→ **Dataset records**:
____

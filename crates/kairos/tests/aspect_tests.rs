use kairos::aspects::{angular_separation, AspectMatcher, AspectType};
use kairos::bodies::{Body, BodySet};
use kairos::ephemeris::BodyPositions;
use std::collections::BTreeMap;

fn positions(entries: &[(Body, f64)]) -> BodyPositions {
    let mut out = BodyPositions::new();
    for (body, lon) in entries {
        out.try_insert(*body, *lon).unwrap();
    }
    out
}

#[test]
fn test_find_conjunction_across_zero() {
    let matcher = AspectMatcher::new();

    // 359 and 2 are 3 degrees apart
    let found = matcher.find(359.0, 2.0).unwrap();
    assert_eq!(found.aspect_type, AspectType::Conjunction);
    assert!((found.orb - 3.0).abs() < 1e-9);
}

#[test]
fn test_find_is_symmetric() {
    let matcher = AspectMatcher::new();
    for (a, b) in [(10.0, 190.5), (45.0, 136.0), (300.0, 62.0), (0.0, 150.0)] {
        let ab = matcher.find(a, b).map(|m| (m.aspect_type, m.orb));
        let ba = matcher.find(b, a).map(|m| (m.aspect_type, m.orb));
        assert_eq!(ab, ba, "{} vs {}", a, b);
    }
}

#[test]
fn test_no_aspect_outside_orbs() {
    let matcher = AspectMatcher::new();
    // 20 degrees: outside conjunction and sextile orbs
    assert!(matcher.find(100.0, 120.0).is_none());
    assert_eq!(angular_separation(100.0, 120.0), 20.0);
}

#[test]
fn test_overrides_narrow_matching() {
    let mut overrides = BTreeMap::new();
    overrides.insert(AspectType::Trine, 1.0);
    let matcher = AspectMatcher::with_max_orbs(&overrides);

    assert!(matcher.find(0.0, 122.0).is_none());
    assert_eq!(
        matcher.find(0.0, 120.5).map(|m| m.aspect_type),
        Some(AspectType::Trine)
    );
}

#[test]
fn test_transit_aspects_respect_body_sets() {
    let matcher = AspectMatcher::new();
    let transit = positions(&[(Body::Sun, 100.5), (Body::Mars, 190.2)]);
    let natal = positions(&[(Body::Sun, 100.0), (Body::Mars, 10.0)]);

    let all: BodySet = [Body::Sun, Body::Mars].into_iter().collect();
    let found = matcher.transit_aspects(&transit, &natal, &all, &all);
    let keys: Vec<_> = found.iter().map(|a| a.key()).collect();
    assert!(keys.contains(&(Body::Sun, Body::Sun, AspectType::Conjunction)));
    assert!(keys.contains(&(Body::Mars, Body::Mars, AspectType::Opposition)));

    let only_sun: BodySet = [Body::Sun].into_iter().collect();
    let found = matcher.transit_aspects(&transit, &natal, &only_sun, &all);
    assert!(found.iter().all(|a| a.transit == Body::Sun));
}

#[test]
fn test_natal_aspects_skip_self_pairs() {
    let matcher = AspectMatcher::new();
    let natal = positions(&[(Body::Sun, 10.0), (Body::Moon, 100.0), (Body::Saturn, 190.0)]);
    let found = matcher.natal_aspects(&natal);

    assert!(found.iter().all(|a| a.first != a.second));
    assert!(found
        .iter()
        .any(|a| a.aspect_type == AspectType::Opposition && a.involves(Body::Saturn)));
}
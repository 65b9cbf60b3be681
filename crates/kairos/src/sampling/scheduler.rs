use crate::config::ConfigError;
use crate::period::{Scope, Tier};
use crate::sampling::profile::{SamplingProfile, Strategy};
use chrono::{
    DateTime, Datelike, Days, FixedOffset, Months, NaiveDate, NaiveTime, TimeZone, Weekday,
};
use log::debug;
use serde::Serialize;

/// One moment to sample, in the profile's timezone
#[derive(Debug, Clone, PartialEq, Eq, Serialize)]
pub struct SamplePoint {
    pub at: DateTime<FixedOffset>,
    pub label: String,
}

const DEFAULT_MAX_EVENTS_MONTHLY: u32 = 10;
const DEFAULT_MAX_EVENTS_YEARLY: u32 = 120;

/// Number of days in the month containing `date`
pub fn days_in_month(date: NaiveDate) -> u32 {
    let first = date.with_day(1).unwrap_or(date);
    match first.checked_add_months(Months::new(1)) {
        Some(next) => (next - first).num_days() as u32,
        None => 31,
    }
}

/// Sample points for one period, strictly ascending, duplicate-free and
/// non-empty.
///
/// `anchor` is the already resolved anchor date (see
/// [`resolve_anchor`](crate::sampling::resolve_anchor)). A profile whose
/// window holds no sample, such as `weekdays_times` over a horizon that
/// misses every listed weekday, fails with [`ConfigError::EmptySchedule`].
pub fn schedule(
    scope: Scope,
    tier: Tier,
    anchor: NaiveDate,
    profile: &SamplingProfile,
) -> Result<Vec<SamplePoint>, ConfigError> {
    let kind = profile.strategy.kind();
    if !kind.supports(scope) {
        return Err(ConfigError::UnsupportedStrategy {
            strategy: kind,
            scope,
        });
    }

    let horizon = profile.horizon(scope);
    let window_end = anchor
        .checked_add_days(Days::new(u64::from(horizon) - 1))
        .unwrap_or(NaiveDate::MAX);
    let window = || {
        anchor
            .iter_days()
            .take_while(move |d| *d <= window_end)
    };

    let mut local: Vec<(NaiveDate, NaiveTime)> = Vec::new();
    match &profile.strategy {
        Strategy::FixedTimes { times } => {
            if scope == Scope::Daily {
                local.extend(times.iter().map(|t| (anchor, *t)));
            } else {
                for date in window() {
                    local.extend(times.iter().map(|t| (date, *t)));
                }
            }
        }
        Strategy::WeekdaysTimes { items } => {
            for date in window() {
                for (weekday, time) in items {
                    if date.weekday() == *weekday {
                        local.push((date, *time));
                    }
                }
            }
        }
        Strategy::DaysOfMonth { days, time } => {
            let month_len = days_in_month(anchor);
            for day in days {
                if let Some(date) = anchor.with_day((*day).clamp(1, month_len)) {
                    local.push((date, *time));
                }
            }
        }
        Strategy::MonthlyOnDay { day, time } => {
            let first = anchor.with_day(1).unwrap_or(anchor);
            for i in 0..12 {
                let Some(month_start) = first.checked_add_months(Months::new(i)) else {
                    break;
                };
                let clamped = (*day).clamp(1, days_in_month(month_start));
                if let Some(date) = month_start.with_day(clamped) {
                    local.push((date, *time));
                }
            }
        }
        Strategy::EveryNDays {
            n,
            time,
            max_events,
        } => {
            let max_events = max_events.unwrap_or(match scope {
                Scope::Yearly => DEFAULT_MAX_EVENTS_YEARLY,
                _ => DEFAULT_MAX_EVENTS_MONTHLY,
            });
            let stride = Days::new(u64::from((*n).max(1)));
            let mut date = anchor;
            let mut count = 0;
            while date <= window_end && count < max_events {
                local.push((date, *time));
                count += 1;
                match date.checked_add_days(stride) {
                    Some(next) => date = next,
                    None => break,
                }
            }
        }
    }

    let mut stamps: Vec<DateTime<FixedOffset>> = local
        .into_iter()
        .filter_map(|(date, time)| {
            profile
                .timezone
                .from_local_datetime(&date.and_time(time))
                .single()
        })
        .collect();
    stamps.sort();
    stamps.dedup();
    if stamps.is_empty() {
        return Err(ConfigError::EmptySchedule {
            strategy: kind,
            scope,
            anchor,
            horizon_days: horizon,
        });
    }

    let points: Vec<SamplePoint> = stamps
        .into_iter()
        .enumerate()
        .map(|(i, at)| SamplePoint {
            label: label_for(scope, i, &at),
            at,
        })
        .collect();

    debug!(
        "Scheduled {} samples for {}/{} from {} ({})",
        points.len(),
        scope,
        tier,
        anchor,
        kind
    );
    Ok(points)
}

fn label_for(scope: Scope, index: usize, at: &DateTime<FixedOffset>) -> String {
    match scope {
        Scope::Daily => at.format("%H:%M").to_string(),
        Scope::Weekly => format!("{} {}", weekday_name(at.weekday()), at.format("%H:%M")),
        Scope::Monthly | Scope::Yearly => format!("slot_{}", index + 1),
    }
}

pub fn weekday_name(weekday: Weekday) -> &'static str {
    match weekday {
        Weekday::Mon => "monday",
        Weekday::Tue => "tuesday",
        Weekday::Wed => "wednesday",
        Weekday::Thu => "thursday",
        Weekday::Fri => "friday",
        Weekday::Sat => "saturday",
        Weekday::Sun => "sunday",
    }
}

____

→ **Work item**: Using the entries above, return each line that includes the word "stride".

→ **Result**:
            let stride = Days::new(u64::from((*n).max(1)));
                match date.checked_add_days(stride) {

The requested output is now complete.